Applying the Frank thesis to the 2011 legislative session in Tennessee yields a mixed bag.
Abortion: In its final days, the legislature approved a constitutional amendment (subject to a statewide vote in 2014) that put the state on record as being "neutral" in its attitude toward abortion — a move regarded as a precondition for any future scaling back of the state's various legal responsibilities vis-à-vis abortion, and it cut Planned Parenthood out of the loop on Title IX federal funding for family planning services.
Gay rights: Both chambers of the legislature passed and Governor Bill Haslam signed into law SB 632/HB 600, legislation that prohibits local jurisdictions from passing ordinances against workplace discrimination stronger than the provisions of state law. Among other things, this action nullifies a recent action by the Nashville Metro Council and nips in the bud a prospective measure in the Memphis City Council.

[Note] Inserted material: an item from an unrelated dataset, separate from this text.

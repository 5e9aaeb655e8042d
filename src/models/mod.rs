pub mod chat;
pub mod presence;
pub mod websocket;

The notorious "Don't Say Gay" bill of state senator Stacey Campfield (R-Knoxville) got final-week passage in the Senate but only after its language was purged of direct reference to homosexuality. The bill, which never advanced in the House, now restricts classroom instruction in grades K through 8 to "natural human reproduction science" — a limitation, it must be said, of considerable ambiguity.
Illegal immigration: A bill allowing Arizona-style interrogation of suspect illegals bogged down in committee in both chambers. The clock ran out as well on an "E-Verify" bill requiring state agencies to electronically verify eligibility of applicants for public benefits. And a bill requiring public school students to prove their citizenship status fizzled out early, as did a bill requiring all driver's license tests to be in English.

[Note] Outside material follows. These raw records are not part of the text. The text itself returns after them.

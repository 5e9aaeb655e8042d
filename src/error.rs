use thiserror::Error;

#[derive(Debug, Error)]
pub enum TransportError {
    #[error("invalid transport endpoint: {0}")]
    InvalidEndpoint(#[from] url::ParseError),

    #[error("unsupported endpoint scheme '{0}', expected ws or wss")]
    UnsupportedScheme(String),

    #[error("websocket connect failed: {0}")]
    Connect(#[from] tokio_tungstenite::tungstenite::Error),

    #[error("transport is closed")]
    Closed,
}

#[derive(Debug, Error)]
pub enum StoreError {
    #[error("redis error: {0}")]
    Redis(#[from] redis::RedisError),

    #[error("store record JSON error: {0}")]
    Json(#[from] serde_json::Error),

    #[error("message '{message_id}' not found in session '{session_id}'")]
    MessageNotFound {
        session_id: String,
        message_id: String,
    },

    #[error("unsupported store type: {0}")]
    UnsupportedStore(String),
}

#[derive(Debug, Error, PartialEq, Eq)]
pub enum CommandError {
    #[error("input is empty")]
    Empty,
}
use crate::error::TransportError;
use crate::models::websocket::{ InboundFrame, OutboundFrame };
use crate::transport::{ ConnectionState, Transport, TransportEvent };
use futures::{ SinkExt, StreamExt };
use log::{ info, warn, error, debug };
use tokio::sync::{ mpsc, watch };
use tokio_tungstenite::{ connect_async, tungstenite::protocol::Message };
use url::Url;

const MAX_MESSAGE_SIZE: usize = 16 * 1024 * 1024;

enum Outgoing {
    Frame(OutboundFrame),
    Close,
}

pub struct WsTransport {
    endpoint: String,
    outgoing: mpsc::UnboundedSender<Outgoing>,
    state: watch::Receiver<ConnectionState>,
}

impl WsTransport {
    /// Validates `endpoint` and starts connecting in the background. Every
    /// inbound frame and state transition is forwarded to `events`.
    ///
    /// Must be called from within a tokio runtime.
    pub fn open<E>(endpoint: &str, events: mpsc::UnboundedSender<E>) -> Result<Self, TransportError>
        where E: From<TransportEvent> + Send + 'static
    {
        let url = Url::parse(endpoint)?;
        if url.scheme() != "ws" && url.scheme() != "wss" {
            return Err(TransportError::UnsupportedScheme(url.scheme().to_string()));
        }

        let (outgoing_tx, outgoing_rx) = mpsc::unbounded_channel();
        let (state_tx, state_rx) = watch::channel(ConnectionState::Connecting);
        let endpoint = url.to_string();

        tokio::spawn(run_connection(endpoint.clone(), outgoing_rx, state_tx, events));

        Ok(Self {
            endpoint,
            outgoing: outgoing_tx,
            state: state_rx,
        })
    }

    pub fn endpoint(&self) -> &str {
        &self.endpoint
    }

    /// Waits until the connection leaves `Connecting`.
    pub async fn wait_ready(&self) -> ConnectionState {
        let mut state = self.state.clone();
        let ready = match state.wait_for(|s| *s != ConnectionState::Connecting).await {
            Ok(current) => *current,
            Err(_) => ConnectionState::Closed,
        };
        ready
    }
}

impl Transport for WsTransport {
    fn send(&self, frame: OutboundFrame) {
        let state = self.state();
        if state != ConnectionState::Open {
            warn!("Dropping outbound frame {:?}: transport is {}", frame, state);
            return;
        }
        if self.outgoing.send(Outgoing::Frame(frame)).is_err() {
            warn!("Dropping outbound frame: {}", TransportError::Closed);
        }
    }

    fn state(&self) -> ConnectionState {
        *self.state.borrow()
    }

    fn close(&self) {
        let _ = self.outgoing.send(Outgoing::Close);
    }
}

fn publish<E>(
    state: &watch::Sender<ConnectionState>,
    events: &mpsc::UnboundedSender<E>,
    next: ConnectionState
)
    where E: From<TransportEvent>
{
    state.send_replace(next);
    if events.send(TransportEvent::StateChanged(next).into()).is_err() {
        debug!("State change to {} had no listener", next);
    }
}

async fn run_connection<E>(
    endpoint: String,
    mut outgoing: mpsc::UnboundedReceiver<Outgoing>,
    state: watch::Sender<ConnectionState>,
    events: mpsc::UnboundedSender<E>
)
    where E: From<TransportEvent> + Send + 'static
{
    publish(&state, &events, ConnectionState::Connecting);

    let ws = match connect_async(endpoint.as_str()).await {
        Ok((ws, _)) => ws,
        Err(e) => {
            error!("{}", TransportError::Connect(e));
            publish(&state, &events, ConnectionState::Errored);
            return;
        }
    };
    info!("WebSocket connected: {}", endpoint);
    publish(&state, &events, ConnectionState::Open);

    let (mut tx, mut rx) = ws.split();

    let final_state = loop {
        tokio::select! {
            next_out = outgoing.recv() => {
                match next_out {
                    Some(Outgoing::Frame(frame)) => {
                        let json = match serde_json::to_string(&frame) {
                            Ok(json) => json,
                            Err(e) => {
                                error!("Failed to encode outbound frame: {}", e);
                                continue;
                            }
                        };
                        if let Err(e) = tx.send(Message::Text(json)).await {
                            error!("Error sending frame to {}: {}", endpoint, e);
                            break ConnectionState::Errored;
                        }
                    }
                    Some(Outgoing::Close) | None => {
                        info!("Closing WebSocket connection to {}", endpoint);
                        let _ = tx.send(Message::Close(None)).await;
                        break ConnectionState::Closed;
                    }
                }
            }
            next_in = rx.next() => {
                match next_in {
                    Some(Ok(message)) => {
                        if message.len() > MAX_MESSAGE_SIZE {
                            warn!(
                                "Message from {} exceeds size limit ({} > {}), skipping",
                                endpoint,
                                message.len(),
                                MAX_MESSAGE_SIZE
                            );
                            continue;
                        }

                        match message {
                            Message::Text(text) => {
                                match serde_json::from_str::<InboundFrame>(&text) {
                                    Ok(frame) => {
                                        if events.send(TransportEvent::Frame(frame).into()).is_err() {
                                            info!("Session listener gone, closing {}", endpoint);
                                            let _ = tx.send(Message::Close(None)).await;
                                            break ConnectionState::Closed;
                                        }
                                    }
                                    Err(e) => {
                                        warn!("Failed to parse frame from {}: {}", endpoint, e);
                                    }
                                }
                            }
                            Message::Close(_) => {
                                info!("Received close frame from {}", endpoint);
                                break ConnectionState::Closed;
                            }
                            Message::Ping(ping_data) => {
                                if tx.send(Message::Pong(ping_data)).await.is_err() {
                                    error!("Failed to send pong to {}", endpoint);
                                    break ConnectionState::Errored;
                                }
                            }
                            Message::Pong(_) => {}
                            Message::Binary(_) => {
                                warn!("Ignoring binary message from {}", endpoint);
                            }
                            Message::Frame(_) => {}
                        }
                    }
                    Some(Err(e)) => {
                        match e {
                            | tokio_tungstenite::tungstenite::Error::ConnectionClosed
                            | tokio_tungstenite::tungstenite::Error::AlreadyClosed => {
                                info!("WebSocket connection closed for {}", endpoint);
                                break ConnectionState::Closed;
                            }
                            tokio_tungstenite::tungstenite::Error::Io(ref io_err) if
                                io_err.kind() == std::io::ErrorKind::ConnectionReset
                            => {
                                warn!("WebSocket connection reset by {}", endpoint);
                                break ConnectionState::Errored;
                            }
                            _ => {
                                error!("Error receiving message from {}: {}", endpoint, e);
                                break ConnectionState::Errored;
                            }
                        }
                    }
                    None => break ConnectionState::Closed,
                }
            }
        }
    };

    publish(&state, &events, final_state);
}
//! Folds transport output into proposals against the local timeline.
//!
//! A chunk is appended in place when the newest local message is a
//! system/code message; otherwise it starts a new message. Two separate
//! code responses with nothing in between are therefore merged unless
//! `seal_on_final` is enabled, in which case `final` closes the current
//! target and the next chunk starts a new message.

use crate::models::chat::{ Message, MessageId, MessageKind, Role };
use crate::models::websocket::InboundFrame;
use crate::session::WaitingState;

#[derive(Clone, Debug, PartialEq, Eq)]
pub enum StreamEvent {
    Chunk {
        output: String,
        declared: Option<String>,
    },
    Final,
}

impl From<InboundFrame> for StreamEvent {
    fn from(frame: InboundFrame) -> Self {
        match frame {
            InboundFrame::Stream { output, mime } => StreamEvent::Chunk { output, declared: mime },
            InboundFrame::Final => StreamEvent::Final,
        }
    }
}

/// A change the session controller may apply to the timeline it owns.
#[derive(Clone, Debug, PartialEq, Eq)]
pub enum TimelineProposal {
    Append {
        id: MessageId,
        text: String,
    },
    Insert(Message),
    /// A streamed response finished; `id` is its last target, if any.
    Completed {
        id: Option<MessageId>,
    },
    Waiting(WaitingState),
}

#[derive(Debug, Default)]
pub struct StreamingReducer {
    seal_on_final: bool,
    sealed: Option<MessageId>,
}

impl StreamingReducer {
    pub fn new(seal_on_final: bool) -> Self {
        Self { seal_on_final, sealed: None }
    }

    /// `last` is the newest message of the local timeline.
    pub fn reduce(
        &mut self,
        last: Option<&Message>,
        event: StreamEvent,
        now: i64
    ) -> Vec<TimelineProposal> {
        match event {
            StreamEvent::Chunk { output, declared } => {
                let kind = declared
                    .as_deref()
                    .map(MessageKind::parse)
                    .unwrap_or(MessageKind::Code);

                let target = last.filter(|msg| {
                    kind == MessageKind::Code &&
                        msg.is_stream_target() &&
                        self.sealed.as_deref() != Some(msg.id.as_str())
                });

                let change = match target {
                    Some(msg) =>
                        TimelineProposal::Append {
                            id: msg.id.clone(),
                            text: output,
                        },
                    None => TimelineProposal::Insert(Message::new(Role::System, kind, output, now)),
                };
                vec![change, TimelineProposal::Waiting(WaitingState::RunningCode)]
            }
            StreamEvent::Final => {
                let id = last.filter(|msg| msg.is_stream_target()).map(|msg| msg.id.clone());
                if self.seal_on_final {
                    self.sealed = id.clone();
                }
                vec![TimelineProposal::Completed { id }, TimelineProposal::Waiting(WaitingState::Idle)]
            }
        }
    }

    pub fn reset(&mut self) {
        self.sealed = None;
    }
}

All in all, one could argue that there was, if anything, a legislative backlash against strict immigration measures.
Both chambers did pass SB 0016/HB 0007 by the busy duo of state senator Bill Ketron (R-Murfreesboro) and state representative Debra Maggart (R-Hendersonville). The bill requires all Tennessee voters to show a photo ID before casting their ballots. While this has a tangential bearing on the immigration issue, it was regarded by Democratic opponents as more of a device to suppress turnout from poor and working-class voters without white-collar forms of identification.
The so-called Sharia bill (SB 1028), introduced by the indefatigable Ketron, raised religious-freedom issues in its original form, which directly condemned specific Islamic practices as potentially subversive but was scrubbed clean of any references to Islam or any other religion before its final passage as a generalized — and arguably redundant — internal security measure.
Another measure that may well have generated controversy beyond its desserts was HB 368 by Rep. Bill Dunn (R-Knoxville). Widely referred to as the "Creationist Bill," it did in fact mention "evolution" and "the chemical origins of life" as subjects earmarked for protected "critical thinking" in Tennessee classrooms. While the bill passed the House, it was taken off notice in the Senate — perhaps because of its foolish inclusion of "climate change" as a suspect subject during a spring of unprecedented violent weather in Tennessee.
Gun bills? Judges were enabled to pack. Faculty members not.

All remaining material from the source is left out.